WHAT IS BEING ASKED: If a line holds the word "session", copy it from the entries.

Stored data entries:
//! Device abstraction implemented by compute back-ends.

use std::sync::Arc;

use crate::error::Result;
use crate::event::CompletionCallback;
use crate::kernel::{guess_work_group_size, NativeKernel};
use crate::ndrange::{NdRange, MAX_WORK_DIMS};

/// A launch descriptor: one kernel plus the geometry to run it over.
pub struct KernelLaunch {
    pub kernel: Arc<dyn NativeKernel>,
    pub range: NdRange,
}

impl KernelLaunch {
    pub fn new(kernel: Arc<dyn NativeKernel>, range: NdRange) -> Self {
        Self { kernel, range }
    }

    /// Fills every unspecified (zero) local size from the kernel's
    /// work-group-size hint and normalizes the unused dimensions.
    pub fn resolve_local_size(&mut self) {
        let hint = self.kernel.work_group_size();
        for d in 0..MAX_WORK_DIMS {
            if d < self.range.work_dim as usize {
                if self.range.local[d] == 0 {
                    self.range.local[d] = guess_work_group_size(hint, self.range.global[d]);
                }
            } else {
                self.range.global[d] = 1;
                self.range.local[d] = 1;
                self.range.offset[d] = 0;
            }
        }
    }

    pub fn validate(&self) -> Result<()> {
        self.range.validate()
    }
}

/// A compute device able to run kernel launches.
pub trait DeviceInterface: Send + Sync {
    fn name(&self) -> &str;

    fn max_work_item_dims(&self) -> u32 {
        MAX_WORK_DIMS as u32
    }

    /// Base-address alignment (in bits) required of sub-buffer origins.
    fn mem_base_addr_align(&self) -> u32 {
        0
    }

    /// Hands a launch to the device. `on_complete` fires exactly once when
    /// all of its work-groups have finished.
    fn submit(&self, launch: KernelLaunch, on_complete: CompletionCallback) -> Result<()>;
}
use crate::model::card::Card;
use crate::model::rank::Rank;
use crate::model::suit::Suit;
use once_cell::sync::Lazy;

pub const DECK_SIZE: usize = 52;

static CANONICAL: Lazy<Deck> = Lazy::new(Deck::standard);

/// The 52-card deck in canonical order: suits in [`Suit::ALL`] order, ranks
/// ascending within each suit. Never mutated; shuffles work on copies.
#[derive(Debug, Clone, PartialEq, Eq)]
pub struct Deck {
    cards: Vec<Card>,
}

impl Deck {
    pub fn standard() -> Self {
        let mut cards = Vec::with_capacity(DECK_SIZE);
        for suit in Suit::ALL.iter().copied() {
            for rank in Rank::ORDERED.iter().copied() {
                cards.push(Card::new(suit, rank));
            }
        }
        Self { cards }
    }

    /// Process-wide instance shared by every deal.
    pub fn canonical() -> &'static Deck {
        &CANONICAL
    }

    pub fn cards(&self) -> &[Card] {
        &self.cards
    }

    pub fn len(&self) -> usize {
        self.cards.len()
    }

    pub fn is_empty(&self) -> bool {
        self.cards.is_empty()
    }

    pub(crate) fn to_vec(&self) -> Vec<Card> {
        self.cards.clone()
    }
}

impl Default for Deck {
    fn default() -> Self {
        Self::standard()
    }
}

pub fn build_deck() -> Deck {
    Deck::standard()
}
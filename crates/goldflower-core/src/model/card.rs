use crate::model::rank::Rank;
use crate::model::suit::Suit;
use core::fmt;
use serde::{Deserialize, Serialize};

#[derive(Debug, Clone, Copy, PartialEq, Eq, Hash, Serialize, Deserialize)]
pub struct Card {
    pub suit: Suit,
    pub rank: Rank,
}

impl Card {
    pub const fn new(suit: Suit, rank: Rank) -> Self {
        Self { suit, rank }
    }

    /// ASCII face such as `S10` or `DA`, for terminals without the suit glyphs.
    pub fn ascii(self) -> String {
        format!("{}{}", self.suit.letter(), self.rank)
    }
}

impl fmt::Display for Card {
    fn fmt(&self, f: &mut fmt::Formatter<'_>) -> fmt::Result {
        write!(f, "{}{}", self.suit, self.rank)
    }
}
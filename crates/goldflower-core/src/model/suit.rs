use core::fmt;
use serde::{Deserialize, Serialize};

#[derive(Debug, Clone, Copy, PartialEq, Eq, PartialOrd, Ord, Hash, Serialize, Deserialize)]
#[repr(u8)]
pub enum Suit {
    Spades = 0,
    Hearts = 1,
    Clubs = 2,
    Diamonds = 3,
}

impl Suit {
    /// Canonical deck order. Changing it changes every deal.
    pub const ALL: [Suit; 4] = [Suit::Spades, Suit::Hearts, Suit::Clubs, Suit::Diamonds];

    pub const fn symbol(self) -> &'static str {
        match self {
            Suit::Spades => "♠",
            Suit::Hearts => "♥",
            Suit::Clubs => "♣",
            Suit::Diamonds => "♦",
        }
    }

    pub const fn letter(self) -> char {
        match self {
            Suit::Spades => 'S',
            Suit::Hearts => 'H',
            Suit::Clubs => 'C',
            Suit::Diamonds => 'D',
        }
    }
}

impl fmt::Display for Suit {
    fn fmt(&self, f: &mut fmt::Formatter<'_>) -> fmt::Result {
        f.write_str(self.symbol())
    }
}
use std::fs::{self, File};
use std::path::{Path, PathBuf};

use anyhow::{Context, Result};
use tracing::{Dispatch, Level};
use tracing_appender::non_blocking::{self, WorkerGuard};
use tracing_subscriber::fmt::format::FmtSpan;
use tracing_subscriber::{EnvFilter, fmt};

use crate::config::LoggingConfig;

pub struct LoggingGuard {
    _guard: WorkerGuard,
    pub log_path: PathBuf,
}

/// Install a JSON subscriber writing to the configured file.
///
/// Logs never go to the terminal, which belongs to the prompts.
pub fn init_logging(logging: &LoggingConfig) -> Result<Option<LoggingGuard>> {
    let Some((dispatch, guard)) = build_dispatch(logging)? else {
        return Ok(None);
    };

    // Ignore error if a global subscriber is already set (e.g., when running in tests)
    let _ = tracing::dispatcher::set_global_default(dispatch);
    Ok(Some(guard))
}

fn build_dispatch(logging: &LoggingConfig) -> Result<Option<(Dispatch, LoggingGuard)>> {
    if !logging.enable_structured {
        return Ok(None);
    }

    let log_path = logging.path.clone();
    if let Some(dir) = log_path.parent().filter(|dir| !dir.as_os_str().is_empty()) {
        fs::create_dir_all(dir)
            .with_context(|| format!("creating log directory at {}", dir.display()))?;
    }

    let file = open_log(&log_path)?;
    let (writer, guard) = non_blocking::NonBlockingBuilder::default()
        .lossy(false)
        .finish(file);

    let level = logging.level().unwrap_or(Level::INFO);
    let filter =
        EnvFilter::try_from_default_env().unwrap_or_else(|_| EnvFilter::new(level.as_str()));

    let subscriber = fmt::Subscriber::builder()
        .with_env_filter(filter)
        .json()
        .with_current_span(false)
        .with_span_events(FmtSpan::NONE)
        .with_writer(writer)
        .finish();

    Ok(Some((
        Dispatch::new(subscriber),
        LoggingGuard {
            _guard: guard,
            log_path,
        },
    )))
}

fn open_log(path: &Path) -> Result<File> {
    File::options()
        .create(true)
        .append(true)
        .open(path)
        .with_context(|| format!("opening log file at {}", path.display()))
}

#[cfg(test)]
mod tests {
    use super::*;

    #[test]
    fn disabled_logging_installs_nothing() {
        let cfg = LoggingConfig::default();
        assert!(init_logging(&cfg).expect("no error").is_none());
    }

    #[test]
    fn enabled_logging_writes_json_to_nested_file() {
        let dir = tempfile::tempdir().expect("temp dir");
        let cfg = LoggingConfig {
            enable_structured: true,
            tracing_level: "info".to_string(),
            path: dir.path().join("nested").join("dealer.jsonl"),
        };
        let (dispatch, guard) = build_dispatch(&cfg).expect("logging").expect("enabled");
        let log_path = guard.log_path.clone();
        assert!(log_path.exists());

        tracing::dispatcher::with_default(&dispatch, || {
            tracing::event!(target: "goldflower::session", Level::INFO, round = 4u64, "dealt");
        });
        drop(guard);

        let contents = fs::read_to_string(&log_path).expect("read log");
        let line = contents.lines().next().expect("one event");
        let event: serde_json::Value = serde_json::from_str(line).expect("json line");
        assert_eq!(event["target"], "goldflower::session");
        assert_eq!(event["fields"]["round"], 4);
    }
}
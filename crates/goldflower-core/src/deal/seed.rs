use core::fmt;
use num_bigint::BigUint;
use serde::{Serialize, Serializer};
use sha2::{Digest, Sha256};

use crate::input::{RoundNumber, SharedValue};

/// Everything the participants agree on for one round.
#[derive(Debug, Clone, PartialEq, Eq, Serialize)]
pub struct SeedInput {
    pub midnight_timestamp: i64,
    pub round_number: RoundNumber,
    pub shared_value: SharedValue,
}

impl SeedInput {
    pub fn new(midnight_timestamp: i64, round_number: RoundNumber, shared_value: SharedValue) -> Self {
        Self {
            midnight_timestamp,
            round_number,
            shared_value,
        }
    }

    pub fn derive(&self) -> DerivedSeed {
        derive_seed(
            self.midnight_timestamp,
            self.round_number.get(),
            self.shared_value.as_str(),
        )
    }
}

/// SHA-256 digest of the seed input, read as a big-endian 256-bit integer.
#[derive(Clone, Copy, PartialEq, Eq, Hash)]
pub struct DerivedSeed([u8; 32]);

impl DerivedSeed {
    pub const fn from_digest(digest: [u8; 32]) -> Self {
        Self(digest)
    }

    pub const fn digest(&self) -> &[u8; 32] {
        &self.0
    }

    pub fn to_biguint(&self) -> BigUint {
        BigUint::from_bytes_be(&self.0)
    }

    pub fn to_hex(&self) -> String {
        hex::encode(self.0)
    }

    /// Little-endian 32-bit words of the integer with high zero words dropped,
    /// keeping at least one word. This is the key MT19937 is seeded with.
    pub fn key_words(&self) -> Vec<u32> {
        let mut words: Vec<u32> = self
            .0
            .rchunks_exact(4)
            .map(|chunk| u32::from_be_bytes([chunk[0], chunk[1], chunk[2], chunk[3]]))
            .collect();
        while words.len() > 1 && words.last() == Some(&0) {
            words.pop();
        }
        words
    }
}

impl fmt::Display for DerivedSeed {
    fn fmt(&self, f: &mut fmt::Formatter<'_>) -> fmt::Result {
        write!(f, "{}", self.to_biguint())
    }
}

impl fmt::Debug for DerivedSeed {
    fn fmt(&self, f: &mut fmt::Formatter<'_>) -> fmt::Result {
        f.debug_tuple("DerivedSeed").field(&self.to_hex()).finish()
    }
}

impl Serialize for DerivedSeed {
    fn serialize<S: Serializer>(&self, serializer: S) -> Result<S::Ok, S::Error> {
        serializer.collect_str(self)
    }
}

/// Hash `"{midnight_timestamp}{round_number}{shared_value}"` with SHA-256.
///
/// The pieces are concatenated without separators in their plain decimal
/// form, exactly as every other participant's copy of the tool does.
pub fn derive_seed(midnight_timestamp: i64, round_number: u64, shared_value: &str) -> DerivedSeed {
    let text = format!("{midnight_timestamp}{round_number}{shared_value}");
    let digest = Sha256::digest(text.as_bytes());
    DerivedSeed(digest.into())
}

#[cfg(test)]
mod tests {
    use super::*;

    const REFERENCE_DECIMAL: &str =
        "91769915986241337988181309402629325622898977349475231880470150982702282343569";
    const REFERENCE_HEX: &str = "cae3ee883e0a2f05caa233e776e9b21f620e5f270ea569739442860c575c8491";

    #[test]
    fn reference_seed_matches_known_value() {
        let seed = derive_seed(1_700_000_000, 1, "42");
        assert_eq!(seed.to_hex(), REFERENCE_HEX);
        assert_eq!(seed.to_string(), REFERENCE_DECIMAL);
    }

    #[test]
    fn derivation_is_deterministic() {
        assert_eq!(
            derive_seed(1_760_659_200, 7, "hello world"),
            derive_seed(1_760_659_200, 7, "hello world")
        );
    }

    #[test]
    fn each_component_changes_the_seed() {
        let base = derive_seed(1_700_000_000, 1, "42");
        assert_ne!(base, derive_seed(1_699_920_000, 1, "42"));
        assert_ne!(base, derive_seed(1_700_000_000, 2, "42"));
        assert_ne!(base, derive_seed(1_700_000_000, 1, "43"));
    }

    #[test]
    fn concatenation_has_no_separators() {
        // Both inputs hash the text "1711x".
        assert_eq!(derive_seed(17, 11, "x"), derive_seed(171, 1, "x"));
    }

    #[test]
    fn utf8_shared_values_hash_their_bytes() {
        let seed = derive_seed(1_760_659_200, 1, "红桃");
        assert_eq!(
            seed.to_hex(),
            "a20aca67dd8ff4f153cbefe829efa691c01e6422a2f1ed4791e5aa8424ba0b63"
        );
    }

    #[test]
    fn seed_input_derives_same_value() {
        let input = SeedInput::new(
            1_700_000_000,
            RoundNumber::new(1).unwrap(),
            SharedValue::new("42").unwrap(),
        );
        assert_eq!(input.derive().to_hex(), REFERENCE_HEX);
    }

    #[test]
    fn key_words_are_little_endian() {
        let mut digest = [0u8; 32];
        digest[31] = 0x23;
        digest[30] = 0x01;
        digest[27] = 0x02;
        let seed = DerivedSeed::from_digest(digest);
        assert_eq!(seed.key_words(), vec![0x0123, 0x02]);
    }

    #[test]
    fn key_words_keep_one_word_for_zero() {
        let seed = DerivedSeed::from_digest([0u8; 32]);
        assert_eq!(seed.key_words(), vec![0]);
        assert_eq!(seed.to_string(), "0");
    }

    #[test]
    fn full_width_seed_has_eight_words() {
        let seed = derive_seed(1_700_000_000, 1, "42");
        let words = seed.key_words();
        assert_eq!(words.len(), 8);
        assert_eq!(words[0], 0x575c_8491);
        assert_eq!(words[7], 0xcae3_ee88);
    }

    #[test]
    fn serializes_as_decimal_string() {
        let seed = derive_seed(1_700_000_000, 1, "42");
        let json = serde_json::to_string(&seed).unwrap();
        assert_eq!(json, format!("\"{REFERENCE_DECIMAL}\""));
    }
}
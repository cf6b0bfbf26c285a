#![deny(warnings)]
pub mod deal;
pub mod input;
pub mod model;

pub use deal::{DerivedSeed, RoundDeal, SeedInput, ShuffleScheme, TimezonePolicy};
pub use input::{MAX_PLAYERS, PlayerNumber, RoundCommand, RoundNumber, SharedValue};
pub use model::card::Card;
pub use model::deck::Deck;
pub use model::hand::Hand;

pub struct AppInfo;

impl AppInfo {
    pub const fn name() -> &'static str {
        "goldflower"
    }

    pub const fn tagline() -> &'static str {
        "Offline three-card dealer"
    }

    pub const fn version() -> &'static str {
        env!("CARGO_PKG_VERSION")
    }
}
use std::io::{self, Write};

use goldflower_core::deal::{DerivedSeed, RoundDeal, ShuffleScheme};
use goldflower_core::input::{MAX_PLAYERS, PlayerNumber, RoundNumber};
use goldflower_core::model::card::Card;
use goldflower_core::model::hand::Hand;
use serde::Serialize;

use crate::config::CardStyle;

pub fn card_text(card: Card, style: CardStyle) -> String {
    match style {
        CardStyle::Symbols => card.to_string(),
        CardStyle::Ascii => card.ascii(),
    }
}

pub fn hand_text(hand: &Hand, style: CardStyle) -> String {
    match style {
        CardStyle::Symbols => hand.to_string(),
        CardStyle::Ascii => hand.ascii(),
    }
}

pub fn write_banner<W: Write>(out: &mut W) -> io::Result<()> {
    writeln!(
        out,
        "==================== Offline Golden Flower ===================="
    )?;
    writeln!(out, "How it works:")?;
    writeln!(out, "1. Every player picks their own player number (1, 2, 3...)")?;
    writeln!(
        out,
        "2. Up to {MAX_PLAYERS} players (3 cards each from a 52-card deck)"
    )?;
    writeln!(
        out,
        "3. All players enter the same shared value (agree on it among yourselves)"
    )?;
    writeln!(
        out,
        "4. Before each round, all players enter the same round number"
    )?;
    writeln!(
        out,
        "5. Cards are dealt from the shared value, today's date and the round number;"
    )?;
    writeln!(out, "   every player receives 3 cards nobody else holds")?;
    writeln!(
        out,
        "==============================================================="
    )
}

pub fn write_round<W: Write>(
    out: &mut W,
    round: RoundNumber,
    player: PlayerNumber,
    hand: &Hand,
    seed: &DerivedSeed,
    style: CardStyle,
) -> io::Result<()> {
    writeln!(out)?;
    writeln!(out, "===== Round {round} =====")?;
    writeln!(out, "Player {player}'s cards: {}", hand_text(hand, style))?;
    writeln!(out, "Seed: {seed}")
}

/// Every seat at the table, for checking other players' claims.
pub fn write_table<W: Write>(out: &mut W, deal: &RoundDeal, style: CardStyle) -> io::Result<()> {
    let input = deal.input();
    writeln!(out, "===== Round {} audit =====", input.round_number)?;
    writeln!(out, "Midnight timestamp: {}", input.midnight_timestamp)?;
    writeln!(out, "Scheme: {}", deal.scheme())?;
    writeln!(out, "Seed: {}", deal.seed())?;
    for (player, hand) in deal.hands() {
        writeln!(out, "Player {player:>2}: {}", hand_text(&hand, style))?;
    }
    writeln!(out, "Undealt: {}", card_text(deal.undealt(), style))
}

/// One player's view of a round, as printed by `deal --json`.
#[derive(Debug, Clone, Serialize)]
pub struct DealReport {
    pub player: PlayerNumber,
    pub round_number: RoundNumber,
    pub midnight_timestamp: i64,
    pub scheme: ShuffleScheme,
    pub seed: DerivedSeed,
    pub seed_hex: String,
    pub hand: Vec<String>,
}

impl DealReport {
    pub fn new(deal: &RoundDeal, player: PlayerNumber, style: CardStyle) -> Self {
        let input = deal.input();
        Self {
            player,
            round_number: input.round_number,
            midnight_timestamp: input.midnight_timestamp,
            scheme: deal.scheme(),
            seed: *deal.seed(),
            seed_hex: deal.seed().to_hex(),
            hand: deal
                .hand(player)
                .iter()
                .map(|card| card_text(*card, style))
                .collect(),
        }
    }
}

ANSWER BOX:
            tracing::event!(target: "goldflower::session", Level::INFO, round = 4u64, "dealt");
        assert_eq!(event["target"], "goldflower::session");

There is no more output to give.